President Luiz Inácio Lula da Silva of Brazil participated yesterday, November 30, in the opening of the Africa-South America Summit, in Nigeria, and stated that the African continent will be a priority in his next term in office.

"Presently, Africa is of the highest priority for Brazil. Since the beginning of my term, I have visited 17 African countries and received 15 of the region’s leaders, in addition to having re-established 12 Brazilian embassies," said Lula in his speech.

He claimed that the trade between the two continents increased 110% over the last four years, and that during his second term he will further deepen Brazil’s partnership with African countries. During the summit, attended by representatives of 58 African and South American countries, Lula asked for support to ensure the enlargement of the United Nations Security Council.

"We need to adapt institutions to our times. The UN reform is essential in order to face new challenges. The Security Council reflects an international status quo that no longer exists.

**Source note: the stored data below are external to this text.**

/// Configuration management for the API server
///
/// Loads configuration from environment variables (and `.env` in
/// development) into a typed struct.
///
/// # Environment Variables
///
/// - `API_HOST`: Host to bind to (default: 0.0.0.0)
/// - `API_PORT`: Port to bind to (default: 8080)
/// - `CORS_ORIGINS`: Comma-separated allowed origins (default: `*`)
/// - `DATABASE_URL`: PostgreSQL connection string (required)
/// - `DATABASE_MAX_CONNECTIONS`: Pool size (default: 10)
/// - `JWT_SECRET`: Token signing key, at least 32 characters (required)
/// - `ACCESS_TOKEN_EXPIRE_MINUTES`: Token lifetime (default: 30)
/// - `REDIS_URL`: Notification outbox; notifications are only logged when unset
/// - `NOTIFICATION_QUEUE_CAPACITY`: In-process queue size (default: 1024)
/// - `ADMIN_USERNAME`, `ADMIN_EMAIL`, `ADMIN_PASSWORD`: optional bootstrap admin
///
/// # Example
///
/// ```no_run
/// use taskhub_api::config::Config;
///
/// # fn example() -> anyhow::Result<()> {
/// let config = Config::from_env()?;
/// println!("Server will listen on {}", config.bind_address());
/// # Ok(())
/// # }
/// ```

use std::env;
use taskhub_shared::auth::jwt::DEFAULT_EXPIRE_MINUTES;
use taskhub_shared::notify::DEFAULT_QUEUE_CAPACITY;
use taskhub_shared::service::AdminSeed;

/// Complete application configuration
#[derive(Debug, Clone)]
pub struct Config {
    pub api: ApiConfig,
    pub database: DatabaseConfig,
    pub jwt: JwtConfig,
    pub notifications: NotificationConfig,

    /// Seed admin ensured at start-up
    pub admin: Option<AdminSeed>,
}

/// API server configuration
#[derive(Debug, Clone)]
pub struct ApiConfig {
    pub host: String,
    pub port: u16,

    /// Allowed CORS origins; `*` allows any
    pub cors_origins: Vec<String>,
}

/// Database configuration
#[derive(Debug, Clone)]
pub struct DatabaseConfig {
    /// PostgreSQL connection URL
    pub url: String,

    /// Maximum number of connections in pool
    pub max_connections: u32,
}

/// JWT configuration
#[derive(Debug, Clone)]
pub struct JwtConfig {
    /// Secret key for token signing
    ///
    /// Must be at least 32 bytes. Generate with: `openssl rand -hex 32`
    pub secret: String,

    /// Access token lifetime in minutes
    pub expire_minutes: i64,
}

/// Notification pipeline configuration
#[derive(Debug, Clone)]
pub struct NotificationConfig {
    /// Redis outbox URL
    pub redis_url: Option<String>,

    /// Capacity of the in-process queue
    pub queue_capacity: usize,
}

impl Config {
    /// Loads configuration from environment variables
    ///
    /// # Errors
    ///
    /// Returns an error if a required variable is missing or a value can't
    /// be parsed.
    pub fn from_env() -> anyhow::Result<Self> {
        // Load .env file if present (for development)
        dotenvy::dotenv().ok();

        let api_host = env::var("API_HOST").unwrap_or_else(|_| "0.0.0.0".to_string());
        let api_port = env::var("API_PORT")
            .unwrap_or_else(|_| "8080".to_string())
            .parse::<u16>()?;
        let cors_origins = parse_origins(&env::var("CORS_ORIGINS").unwrap_or_else(|_| "*".into()));

        let database_url = env::var("DATABASE_URL")
            .map_err(|_| anyhow::anyhow!("DATABASE_URL environment variable is required"))?;
        let max_connections = env::var("DATABASE_MAX_CONNECTIONS")
            .unwrap_or_else(|_| "10".to_string())
            .parse::<u32>()?;

        let jwt_secret = env::var("JWT_SECRET")
            .map_err(|_| anyhow::anyhow!("JWT_SECRET environment variable is required"))?;
        if jwt_secret.len() < 32 {
            anyhow::bail!("JWT_SECRET must be at least 32 characters long");
        }
        let expire_minutes = env::var("ACCESS_TOKEN_EXPIRE_MINUTES")
            .unwrap_or_else(|_| DEFAULT_EXPIRE_MINUTES.to_string())
            .parse::<i64>()?;
        if expire_minutes <= 0 {
            anyhow::bail!("ACCESS_TOKEN_EXPIRE_MINUTES must be positive");
        }

        let redis_url = env::var("REDIS_URL").ok().filter(|url| !url.is_empty());
        let queue_capacity = env::var("NOTIFICATION_QUEUE_CAPACITY")
            .unwrap_or_else(|_| DEFAULT_QUEUE_CAPACITY.to_string())
            .parse::<usize>()?;

        let admin = match (
            env::var("ADMIN_USERNAME"),
            env::var("ADMIN_EMAIL"),
            env::var("ADMIN_PASSWORD"),
        ) {
            (Ok(username), Ok(email), Ok(password)) => Some(AdminSeed {
                username,
                email,
                password,
            }),
            (Err(_), Err(_), Err(_)) => None,
            _ => anyhow::bail!(
                "ADMIN_USERNAME, ADMIN_EMAIL and ADMIN_PASSWORD must be set together"
            ),
        };

        Ok(Self {
            api: ApiConfig {
                host: api_host,
                port: api_port,
                cors_origins,
            },
            database: DatabaseConfig {
                url: database_url,
                max_connections,
            },
            jwt: JwtConfig {
                secret: jwt_secret,
                expire_minutes,
            },
            notifications: NotificationConfig {
                redis_url,
                queue_capacity,
            },
            admin,
        })
    }

    /// Returns the server bind address
    pub fn bind_address(&self) -> String {
        format!("{}:{}", self.api.host, self.api.port)
    }

    /// Token lifetime as a duration
    pub fn token_lifetime(&self) -> chrono::Duration {
        chrono::Duration::minutes(self.jwt.expire_minutes)
    }

    /// Configuration for tests, with no external services
    pub fn for_tests(secret: &str) -> Self {
        Self {
            api: ApiConfig {
                host: "127.0.0.1".to_string(),
                port: 0,
                cors_origins: vec!["*".to_string()],
            },
            database: DatabaseConfig {
                url: String::new(),
                max_connections: 1,
            },
            jwt: JwtConfig {
                secret: secret.to_string(),
                expire_minutes: DEFAULT_EXPIRE_MINUTES,
            },
            notifications: NotificationConfig {
                redis_url: None,
                queue_capacity: 16,
            },
            admin: None,
        }
    }
}

fn parse_origins(raw: &str) -> Vec<String> {
    raw.split(',')
        .map(str::trim)
        .filter(|origin| !origin.is_empty())
        .map(String::from)
        .collect()
}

Its enlargement, with new permanent and non-permanent seats for developing countries, is the key for making it more legitimate and democratic."

In the economic field, Lula said that investment in production of biofuels, such as biodiesel, H-Bio and alcohol, might be the key to African development. The president underscored the importance of the summit, which for the first time brought together leaders from both continents. "This summit marks the beginning of a new chapter in the history of South-South relations," he said.

Towards the end of his speech, Lula urged African and South American leaders to unite. "There will be no solution to our political, economic and social problems if we continue to act alone. The solution is collective, and requires strategic programs. Otherwise, we will reach the end of 21st century just as we did the 20th".

Next up, the president of Libya, Muammar Gadafi, highlighted the importance of the summit, as well as the need to reform the UN Security Council.

"It is time for us to move faster and meet challenges, to stop being mere suppliers of raw material and to become industrialized," said the Libyan Head of State, who made a point of expressing his support to Venezuelan president Hugo Chavez, who could not attend the summit because of the upcoming elections, to be held next Sunday.